Previous contributors: Vanessa Ngan, Staff Writer (2006).
Reviewing dermatologist: Dr Ian Coulson
Edited by the DermNet content department
Introduction
Demographics
Causes
Clinical features
Variation in skin types
Complications
Diagnosis
Differential diagnoses
Treatment
Prevention
Outcome
Drug-induced photosensitivity (DIP) is a common adverse drug reaction resulting in a cutaneous eruption after exposure to visible or ultraviolet (UV) radiation in patients taking topical or systemic photosensitising medications.
There are many established and new drugs with photosensitising potential.

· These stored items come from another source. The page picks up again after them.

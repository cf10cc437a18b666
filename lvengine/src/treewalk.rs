//! C8: stateless tree-walk helpers shared by the body manager and the rebalance walk. The
//! central idea is the "hint": a cached coordinate plus the key it was taken at, which lets a
//! sequential scan skip a full root-to-leaf search as long as the next request is the
//! immediately-following stripe and nothing has invalidated the node since.

use crate::collaborators::{Coord, ExtentItem, FindBias, ItemKey, Tree};

#[derive(Debug, Clone, Copy, PartialEq, Eq)]
pub enum HintMode {
    Read,
    Write,
}

/// A sealed tree coordinate. `find_stripe_item` validates it against the tree before trusting
/// it, so a stale hint never causes incorrect behaviour — only a wasted fast-path attempt.
#[derive(Debug, Clone, Copy)]
pub struct Hint {
    pub coord: Coord,
    pub key: ItemKey,
    pub mode: HintMode,
}

pub struct FindResult {
    pub coord: Coord,
    pub item: ExtentItem,
    pub via_hint: bool,
}

/// Resolves `key` to its covering (or immediately preceding, for `MaxNotMoreThan`) item,
/// taking the sealed-hint fast path when it validates.
pub fn find_stripe_item(
    tree: &dyn Tree,
    hint: Option<&Hint>,
    key: ItemKey,
    mode: HintMode,
    block_size: u64,
) -> Option<FindResult> {
    if let Some(h) = hint {
        if h.mode == mode && key.oid == h.key.oid && key.offset == h.key.offset.wrapping_add(block_size) {
            if let Some((coord, item)) = advance_from_hint(tree, h, block_size) {
                return Some(FindResult {
                    coord,
                    item,
                    via_hint: true,
                });
            }
        }
    }

    let bias = if key.ordering == crate::collaborators::ORDERING_MAX {
        FindBias::MaxNotMoreThan
    } else {
        FindBias::Exact
    };
    tree.coord_by_key(key, bias).map(|(coord, item)| FindResult {
        coord,
        item,
        via_hint: false,
    })
}

/// The fast path itself: confirm the seal still holds, then try the in-item, same-item,
/// right-neighbour-item, and right-neighbour-node steps in order.
fn advance_from_hint(tree: &dyn Tree, hint: &Hint, block_size: u64) -> Option<(Coord, ExtentItem)> {
    if !tree.seal_holds(hint.coord, hint.key) {
        return None;
    }

    let next_offset = hint.key.offset.wrapping_add(block_size);
    let candidate_key = ItemKey {
        offset: next_offset,
        ..hint.key
    };

    if let Some((coord, item)) = tree.coord_by_key(candidate_key, FindBias::Exact) {
        return Some((coord, item));
    }

    if let Some((coord, item)) = tree.right_neighbor(hint.coord) {
        if item.key.ordering == hint.key.ordering {
            return Some((coord, item));
        }
    }

    None
}

/// Seals a fresh hint after a successful lookup or insert, for the next sequential call to
/// validate against.
pub fn seal(coord: Coord, key: ItemKey, mode: HintMode) -> Hint {
    Hint { coord, key, mode }
}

The drug or its metabolites present within the skin absorbs UV radiation and triggers a chemical photosensitivity reaction, either phototoxic (more common) or photoallergic.
Photosensitising properties are sometimes used for therapeutic purposes in photodynamic therapy and photochemotherapy.
Click here for more images of drug-induced photosensitivity
Drug-induced photosensitivity (DIP) is not genetically inherited, and there is no known age, gender, or racial predilection to developing a photosensitising cutaneous eruption.
DIP is generally considered to account for up to 8% of reported adverse cutaneous reactions to drugs, although it is likely underdiagnosed and underreported.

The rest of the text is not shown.